Alive and Growing Professionally

When a product on the grocery store shelf grabs our attention by proclaiming that it now has “improved taste” we might walk away thinking, “Was it so bad that it needed to be improved?” When we talk about professional growth in terms of the faculty at Wisconsin Lutheran Seminary (WLS) do our minds arrive at the same question? Do they need to grow? Is the teaching of such a quality that it needs to be improved?

On the one hand, the answer is “no.” The professors at the seminary have an impressive grasp of their respective content areas and have put in years of formal advanced study. They bring decades of experience from the parish ministry with them to the classroom. They possess a deep love for their
Savior, for God’s Word, and for their students. Those things are foundational to the quality education that future pastors receive here. And they show in the classroom every single day.
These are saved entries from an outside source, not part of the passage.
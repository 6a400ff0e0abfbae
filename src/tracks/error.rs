use thiserror::Error;

use crate::notes::data::Pitch;

#[derive(Debug, Error, Clone, PartialEq, Eq)]
pub enum TrackError {
    #[error("Tempo of {0} beats per minute does not fit in a MIDI file")]
    InvalidTempo(u32),

    #[error("Pitch {0} is outside the MIDI note range 0-127")]
    PitchOutOfRange(Pitch),

    #[error("Failed to write MIDI data: {0}")]
    Write(String),
}
//! Chord progressions strummed in rhythm.
//!
//! A strum pattern is a `/` separated list of chunks, one chunk per chord,
//! used in rotation. Each `D` (down) or `U` (up) strum lasts half a beat, and
//! every `-` holds the previous strum for another half beat.

pub mod data;
pub mod error;

use crate::chords::Chord;
use crate::notes::data::{NoteName, Pitch};
use crate::roman::chord_name_from_roman;
use crate::tracks::data::BeatFraction;
use crate::tracks::Track;

use self::data::*;
use self::error::SongError;

/// Chord pitches start from the C below middle C, which is MIDI note 48.
const OCTAVE_OFFSET: Pitch = 48;

pub fn parse_strum_pattern(pattern: &str) -> Result<Vec<StrumChunk>, SongError> {
    let invalid = || SongError::InvalidStrumPattern(pattern.to_owned());

    pattern
        .split('/')
        .map(|chunk| {
            let mut strums: StrumChunk = Vec::new();

            for c in chunk.chars() {
                let direction = match c {
                    'D' => StrumDirection::Down,
                    'U' => StrumDirection::Up,
                    '-' => {
                        let last = strums.last_mut().ok_or_else(invalid)?;
                        last.duration = last.duration + BeatFraction::half();
                        continue;
                    }
                    _ => return Err(invalid()),
                };

                strums.push(Strum {
                    direction,
                    duration: BeatFraction::half(),
                });
            }

            if strums.is_empty() {
                Err(invalid())
            } else {
                Ok(strums)
            }
        })
        .collect()
}

pub fn song(name: &str) -> Result<&'static Song, SongError> {
    SONGS
        .iter()
        .find(|song| song.name == name)
        .ok_or_else(|| SongError::UnknownSong(name.to_owned()))
}

impl Song {
    pub fn romans(&self) -> Vec<&'static str> {
        self.chord_pattern.split_whitespace().collect()
    }

    pub fn chords(&self) -> Result<Vec<Chord>, SongError> {
        self.romans()
            .into_iter()
            .map(|roman| chord_name_from_roman(roman, self.key).map_err(SongError::from))
            .collect()
    }

    /// Each distinct numeral of the progression in order of first use, with
    /// its chord and the chord's notes.
    pub fn key_chords(&self) -> Result<Vec<(&'static str, Chord, Vec<NoteName>)>, SongError> {
        let mut romans = self.romans();
        let mut seen = Vec::new();
        romans.retain(|roman| {
            if seen.contains(roman) {
                false
            } else {
                seen.push(*roman);
                true
            }
        });

        romans
            .into_iter()
            .map(|roman| -> Result<_, SongError> {
                let chord = chord_name_from_roman(roman, self.key)?;
                let notes = chord.note_names()?;
                Ok((roman, chord, notes))
            })
            .collect()
    }

    /// Play the progression `repeat` times. Strum chunks keep rotating across
    /// repeats rather than restarting.
    pub fn render(&self, repeat: usize) -> Result<Track, SongError> {
        let chords = self.chords()?;
        let strums = parse_strum_pattern(self.strum_pattern)?;
        let mut track = Track::new(self.beats_per_minute)?;

        let progression = chords.iter().cycle().take(chords.len() * repeat);

        for (chord, chunk) in progression.zip(strums.iter().cycle()) {
            let pitches = chord
                .pitches()
                .into_iter()
                .map(|pitch| pitch + OCTAVE_OFFSET)
                .collect::<Vec<_>>();

            for strum in chunk {
                track.add_notes(&pitches, strum.duration);
            }
        }

        Ok(track)
    }
}

#[cfg(test)]
mod tests {
    use super::*;

    fn half_beats(chunk: &[Strum]) -> Vec<(StrumDirection, u32)> {
        chunk
            .iter()
            .map(|strum| (strum.direction, strum.duration.ticks(2) as u32))
            .collect()
    }

    #[test]
    fn strum_patterns() {
        use self::StrumDirection::*;

        let chunks = parse_strum_pattern("D-D-D-D-").unwrap();
        assert_eq!(chunks.len(), 1);
        assert_eq!(half_beats(&chunks[0]), vec![(Down, 2), (Down, 2), (Down, 2), (Down, 2)]);

        let chunks = parse_strum_pattern("D-DU/DUD/U-UD/U-UD-").unwrap();
        assert_eq!(chunks.len(), 4);
        assert_eq!(half_beats(&chunks[0]), vec![(Down, 2), (Down, 1), (Up, 1)]);
        assert_eq!(half_beats(&chunks[1]), vec![(Down, 1), (Up, 1), (Down, 1)]);
        assert_eq!(half_beats(&chunks[2]), vec![(Up, 2), (Up, 1), (Down, 1)]);
        assert_eq!(half_beats(&chunks[3]), vec![(Up, 2), (Up, 1), (Down, 2)]);

        assert_eq!(
            half_beats(&parse_strum_pattern("D---").unwrap()[0]),
            vec![(Down, 4)]
        );
    }

    #[test]
    fn invalid_strum_patterns() {
        for bad in &["", "-D", "D//U", "D/", "DX", "d-d-"] {
            assert_eq!(
                parse_strum_pattern(bad),
                Err(SongError::InvalidStrumPattern(bad.to_string()))
            );
        }
    }

    #[test]
    fn every_song_renders() {
        for song in SONGS {
            let track = song.render(1).unwrap();
            assert!(!track.chords().is_empty(), "{} rendered nothing", song.name);
            assert_eq!(track.beats_per_minute(), song.beats_per_minute);
        }
    }

    #[test]
    fn unknown_songs() {
        assert_eq!(song("blues").unwrap().key, "A");
        assert_eq!(song("polka"), Err(SongError::UnknownSong("polka".to_owned())));
    }

    #[test]
    fn fifties_progression() {
        let fifties = song("50s").unwrap();
        let chords = fifties
            .chords()
            .unwrap()
            .iter()
            .map(|chord| chord.to_string())
            .collect::<Vec<_>>();
        assert_eq!(chords, vec!["C", "Am", "F", "G"]);

        let track = fifties.render(2).unwrap();
        // Four strums of a beat each, per chord.
        assert_eq!(track.chords().len(), 2 * 4 * 4);
        assert_eq!(track.duration(), BeatFraction::beats(32));
        assert_eq!(track.chords()[0].pitches, vec![48, 52, 55]);
        assert_eq!(track.chords()[4].pitches, vec![57, 60, 64]);
    }

    #[test]
    fn strum_chunks_rotate_across_repeats() {
        let blues7 = song("blues7").unwrap();
        let once = blues7.render(1).unwrap();
        let twice = blues7.render(2).unwrap();

        // Twelve chords alternate between a five and a six strum chunk.
        assert_eq!(once.chords().len(), 6 * 5 + 6 * 6);
        assert_eq!(twice.chords().len(), 2 * once.chords().len());
        assert_eq!(once.duration(), BeatFraction::beats(12 * 4));
    }

    #[test]
    fn slash_chords_put_the_bass_first() {
        let paint_it_black = song("paintitblack").unwrap();
        let chords = paint_it_black.chords().unwrap();
        let last = chords.last().unwrap();

        assert_eq!(last.to_string(), "B/A");
        assert_eq!(last.pitches(), vec![9, 11, 15, 18]);
    }

    #[test]
    fn key_chords_are_listed_once() {
        let romans = song("blues")
            .unwrap()
            .key_chords()
            .unwrap()
            .into_iter()
            .map(|(roman, chord, notes)| {
                let notes = notes.iter().map(|note| note.to_string()).collect::<Vec<_>>();
                (roman, chord.to_string(), notes.join(" "))
            })
            .collect::<Vec<_>>();

        assert_eq!(
            romans,
            vec![
                ("I7", "A7".to_owned(), "A C# E G".to_owned()),
                ("IV7", "D7".to_owned(), "D F# A C".to_owned()),
                ("V7", "E7".to_owned(), "E G# B D".to_owned()),
            ]
        );
    }
}
use std::borrow::Cow;
use std::collections::HashMap;

use regex::Regex;

use crate::notes::data::{Pitch, MAJOR_SCALE};
use crate::trust::Trust;

/// A chord quality: its notation after the root, and the intervals it stacks.
#[derive(Debug, PartialEq, Eq)]
pub struct Quality {
    pub notation: &'static str,
    pub intervals: &'static [&'static str],
    pub description: &'static str,
    pub pitches: Vec<Pitch>,
}

impl Quality {
    fn new(
        notation: &'static str,
        intervals: &'static [&'static str],
        description: &'static str,
    ) -> Self {
        let pitches = intervals
            .iter()
            .map(|interval| interval.parse::<Interval>().trust().pitch())
            .collect();

        Quality {
            notation,
            intervals,
            description,
            pitches,
        }
    }

    pub fn is_minor(&self) -> bool {
        self.notation.starts_with('m') && !self.notation.starts_with("maj")
    }

    pub fn is_diminished(&self) -> bool {
        self.notation.starts_with("dim")
    }
}

/// An interval above a chord root, written as a scale degree with
/// alterations: `3`, `b7`, `#11`, `bb7`.
#[derive(Debug, Copy, Clone, PartialEq, Eq)]
pub struct Interval {
    pub alterations: i8,
    /// Zero based: the root is `0`, the ninth is `8`.
    pub offset: usize,
}

impl Interval {
    pub fn pitch(&self) -> Pitch {
        let octaves = (self.offset / 7) as Pitch;
        MAJOR_SCALE[self.offset % 7] + 12 * octaves + Pitch::from(self.alterations)
    }
}

impl std::str::FromStr for Interval {
    type Err = ();

    fn from_str(s: &str) -> Result<Self, Self::Err> {
        let captures = INTERVAL_REGEX.captures(s).ok_or(())?;
        let alterations = captures[1]
            .chars()
            .map(|c| if c == '#' { 1 } else { -1 })
            .sum();
        let degree: usize = captures[2].parse().map_err(|_| ())?;

        if degree == 0 {
            return Err(());
        }

        Ok(Interval {
            alterations,
            offset: degree - 1,
        })
    }
}

lazy_static! {
    static ref INTERVAL_REGEX: Regex = Regex::new(r"^([b#]*)(\d+)$").trust();

    pub static ref CHORD_QUALITIES: Vec<Quality> = vec![
        // 3 notes
        Quality::new("", &["1", "3", "5"], "major triad"),
        Quality::new("m", &["1", "b3", "5"], "minor triad"),
        Quality::new("aug", &["1", "3", "#5"], "augmented triad"),
        Quality::new("dim", &["1", "b3", "b5"], "diminished triad"),
        Quality::new("sus2", &["1", "2", "5"], "suspended second"),
        Quality::new("sus4", &["1", "4", "5"], "suspended fourth"),
        // 4 notes
        Quality::new("6", &["1", "3", "5", "6"], "major sixth"),
        Quality::new("m6", &["1", "b3", "5", "6"], "minor sixth"),
        Quality::new("7", &["1", "3", "5", "b7"], "dominant seventh"),
        Quality::new("7b5", &["1", "3", "b5", "b7"], "dominant seventh flat five"),
        Quality::new("maj7", &["1", "3", "5", "7"], "major seventh"),
        Quality::new("m7", &["1", "b3", "5", "b7"], "minor seventh"),
        Quality::new("m7b5", &["1", "b3", "b5", "b7"], "minor seventh flat five"),
        Quality::new("mmaj7", &["1", "b3", "5", "7"], "minor major seventh"),
        Quality::new("aug7", &["1", "3", "#5", "b7"], "augmented seventh"),
        Quality::new("augmaj7", &["1", "3", "#5", "7"], "augmented major seventh"),
        Quality::new("dim7", &["1", "b3", "b5", "bb7"], "diminished seventh"),
        Quality::new("dimmaj7", &["1", "b3", "b5", "7"], "diminished major seventh"),
        Quality::new("add4", &["1", "3", "4", "5"], "major add fourth"),
        Quality::new("madd4", &["1", "b3", "4", "5"], "minor add fourth"),
        Quality::new("add9", &["1", "3", "4", "9"], "major add ninth"),
        Quality::new("madd9", &["1", "b3", "4", "9"], "minor add ninth"),
        // 5 notes
        Quality::new("9", &["1", "3", "5", "b7", "9"], "dominant ninth"),
        Quality::new("maj9", &["1", "3", "5", "7", "9"], "major ninth"),
        Quality::new("m9", &["1", "b3", "5", "b7", "9"], "minor ninth"),
        Quality::new("7b9", &["1", "3", "5", "b7", "b9"], "dominant seventh flat nine"),
        // 6 notes
        Quality::new("11", &["1", "3", "5", "b7", "9", "11"], "dominant eleventh"),
        Quality::new("7#11", &["1", "3", "5", "b7", "9", "#11"], "dominant sharp eleventh"),
        Quality::new("maj11", &["1", "3", "5", "7", "9", "11"], "major eleventh"),
        Quality::new("m11", &["1", "b3", "5", "b7", "9", "11"], "minor eleventh"),
    ];

    static ref QUALITY_BY_NOTATION: HashMap<&'static str, &'static Quality> = CHORD_QUALITIES
        .iter()
        .map(|quality| (quality.notation, quality))
        .collect();

    static ref QUALITY_BY_PITCHES: HashMap<Vec<Pitch>, &'static Quality> = {
        let mut qualities = HashMap::new();
        for quality in CHORD_QUALITIES.iter() {
            qualities.entry(quality.pitches.clone()).or_insert(quality);
        }
        qualities
    };
}

pub fn quality_by_notation(notation: &str) -> Option<&'static Quality> {
    QUALITY_BY_NOTATION.get(notation).copied()
}

/// The quality whose offsets from the root are exactly `offsets`.
pub fn quality_by_pitches(offsets: &[Pitch]) -> Option<&'static Quality> {
    QUALITY_BY_PITCHES.get(offsets).copied()
}

/// Build a regex matching `root quality [/bass]`, where the root and bass are
/// taken from `alphabet` with an optional single `#` or `b`.
///
/// Captures are `root`, `quality` and `over`. The major triad has an empty
/// notation, so `quality` is missing for it.
pub fn chord_regex(alphabet: &[&str]) -> Regex {
    let root = format!("(?:{})[b#]?", alphabet.join("|"));
    let qualities = CHORD_QUALITIES
        .iter()
        .filter(|quality| !quality.notation.is_empty())
        .map(|quality| regex::escape(quality.notation))
        .collect::<Vec<_>>()
        .join("|");

    Regex::new(&format!(
        "^(?P<root>{root})(?P<quality>{qualities})?(?:/(?P<over>{root}))?$",
        root = root,
        qualities = qualities
    ))
    .trust()
}

/// Rewrite the `°` sign as `dim`, the notation the quality table uses.
pub fn expand_degree_sign(symbol: &str) -> Cow<str> {
    if symbol.contains('°') {
        Cow::Owned(symbol.replace('°', "dim"))
    } else {
        Cow::Borrowed(symbol)
    }
}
At the same time, though, the members of the faculty understand that they have been entrusted with the special and significant responsibility of training future pastors. With gratitude for this and all God’s gifts, we joyfully commit ourselves to the faithful stewardship of the teaching ministry.

With those things in mind, the answer to the earlier question is also “yes.” The quality of teaching here at the seminary always needs to be improving. Our faculty genuinely cares about communicating our lessons in ways that will help students to retain and use what they have learned when they graduate from WLS and go out to the churches they will pastor.

Because I teach education here, the seminary has asked me to be an encourager and a resource for my faculty brothers when it comes to teaching. In a typical week that might mean helping a colleague properly setup his course grade book electronically, leading a faculty-wide study on writing learning outcomes, or giving a fellow professor advice on how to better involve a quiet student in classroom conversation. Many faculty members invite me to visit their classrooms as part of our faculty’s yearly peer visitation program. As a means of regularly staying in touch, I send out a weekly email to our faculty that includes teaching tips and research summaries that can inform the methodological choices we make when teaching. To be able to share information that will enrich my colleagues, I, too, am required to be constantly reading and growing.

When you read more and more, you are constantly brought to the realization of just how much you don’t know. And I am a pastor, by trade, so I’m pretty sure that I don’t know education like a teacher who has been trained as such and who has many years of experience in a classroom. I’m always a little amazed that my faculty brothers are willing to have me give them advice about their classroom methods.

But perhaps it’s not so surprising that these teachers are so teachable. In one way or another, in one subject area or another, they have been learning their whole lives. And that learning does not stop when one becomes a professor at WLS. The professional growth of our faculty is a multi-pronged work in progress. Each professor recognizes his need to grow in his primary teaching area, his secondary teaching area, and his overall knowledge of God’s Word and God’s church. What an incredible blessing it is that, in addition to all those other responsibilities, our faculty is firmly intent on growing in their teaching abilities, as well. Pray that God would continue to give that growth!

Paul Waldschmidt serves as director of instruction and teaches education and Old Testament at the seminary.